Inspired by his hit "I Love This Bar," a restaurant group partnered with him on a chain of Toby Keith's I Love This Bar & Grills in a dozen or so cities including Las Vegas, Kansas City and eventually St. Louis Park, where it had a popular six-year run in the Shops at West End until 2015.

The shrewd superstar did not invest any money in the bars, but had control over decor, the music and, most importantly, "the attitude," he told me at the grand opening in 2010.

I interviewed Toby Keith Covel (his full name) a few times, on the phone and in person. He didn't sugarcoat things, skirt things or spew diplomatic or PC words. He was honest and straightforward. He told it like it was, at least from his point of view.
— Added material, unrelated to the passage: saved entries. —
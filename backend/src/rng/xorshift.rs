//! xorshift64* random number generator
//!
//! Small, fast, and fully reproducible. The state is a single `u64`, which
//! makes it trivial to include in snapshots.
//!
//! Same seed → same sequence, which is what lets a recorded run (config +
//! seed + manual dispatch responses) replay tick for tick.

use serde::{Deserialize, Serialize};

/// Deterministic random number generator using xorshift64*
///
/// # Example
/// ```
/// use airport_simulator_core_rs::RngManager;
///
/// let mut rng = RngManager::new(12345);
/// let passengers = rng.range_inclusive(80, 180);
/// assert!((80..=180).contains(&passengers));
/// ```
#[derive(Debug, Clone, Serialize, Deserialize)]
pub struct RngManager {
    state: u64,
}

impl RngManager {
    /// Create a new RNG with the given seed.
    ///
    /// A zero seed is replaced with 1 (xorshift cannot leave the zero state).
    pub fn new(seed: u64) -> Self {
        let state = if seed == 0 { 1 } else { seed };
        Self { state }
    }

    /// Next raw 64-bit value
    pub fn next(&mut self) -> u64 {
        let mut x = self.state;
        x ^= x >> 12;
        x ^= x << 25;
        x ^= x >> 27;
        self.state = x;
        x.wrapping_mul(0x2545F4914F6CDD1D)
    }

    /// Random value in `[min, max)`
    ///
    /// # Panics
    /// Panics if `min >= max`
    pub fn range(&mut self, min: i64, max: i64) -> i64 {
        assert!(min < max, "min must be less than max");

        let span = (max - min) as u64;
        min + (self.next() % span) as i64
    }

    /// Random value in `[min, max]`
    ///
    /// # Panics
    /// Panics if `min > max`
    pub fn range_inclusive(&mut self, min: i64, max: i64) -> i64 {
        assert!(min <= max, "min must not exceed max");
        if min == max {
            return min;
        }
        self.range(min, max + 1)
    }

    /// Random f64 in `[0.0, 1.0)`
    pub fn next_f64(&mut self) -> f64 {
        (self.next() >> 11) as f64 * (1.0 / ((1u64 << 53) as f64))
    }

    /// Bernoulli trial with success probability `p` (clamped to [0, 1])
    pub fn chance(&mut self, p: f64) -> bool {
        if p <= 0.0 {
            return false;
        }
        if p >= 1.0 {
            return true;
        }
        self.next_f64() < p
    }

    /// Sample a Poisson-distributed count with mean `lambda`.
    ///
    /// Knuth's multiplication method. Adequate for the small per-tick
    /// arrival rates the simulator uses (λ well under 10).
    pub fn poisson(&mut self, lambda: f64) -> u64 {
        if lambda <= 0.0 {
            return 0;
        }

        let limit = (-lambda).exp();
        let mut product = self.next_f64();
        let mut count = 0u64;
        while product > limit {
            count += 1;
            product *= self.next_f64();
        }
        count
    }

    /// Pick an index from a slice of non-negative weights.
    ///
    /// Returns `None` when the slice is empty or every weight is zero.
    pub fn weighted_index(&mut self, weights: &[f64]) -> Option<usize> {
        let total: f64 = weights.iter().filter(|w| **w > 0.0).sum();
        if total <= 0.0 {
            return None;
        }

        let mut target = self.next_f64() * total;
        for (index, weight) in weights.iter().enumerate() {
            if *weight <= 0.0 {
                continue;
            }
            if target < *weight {
                return Some(index);
            }
            target -= weight;
        }

        // Floating point leftovers land on the last positive weight
        weights.iter().rposition(|w| *w > 0.0)
    }

    /// Current internal state (for snapshots and replay)
    pub fn get_state(&self) -> u64 {
        self.state
    }
}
"I never was a very political guy, though 'The Courtesy of Red, White and Blue' was political," he said in 2008. "I'm a lifetime Democrat in the first place. I probably should just be an independent and stay in the middle `cause that's who I am. The righties think I'm a hippie, and the lefties think I'm a Nazi. It's hard when you're in the middle on the issues."

Not that he was contemplating running for office, Keith loved his country so much that he proposed a possible solution in a 2004 interview.

"We're so divided [between the] right and left, the best analogy I can come up with is, we're a big gas stove. If you're all the way to the right, things are going to burn up; your food's gonna overcook. If you're all the way to the left, it's going to be undercooked and never done. And we need to be in the middle like we have been in the past.

"I think we need a third party. We need an American Party. It would have to be closer to the middle. There's such separation right now. I want all of the little-man things to work without the liberal nuts involved. But I don't want all of the hard-core right-wing stuff. I want my government handling my money. At the same time, you've got to give and take. It's not that way right now; it's either give or take."

Between all the bluster and beer, there was a lot of horse sense with Toby Keith.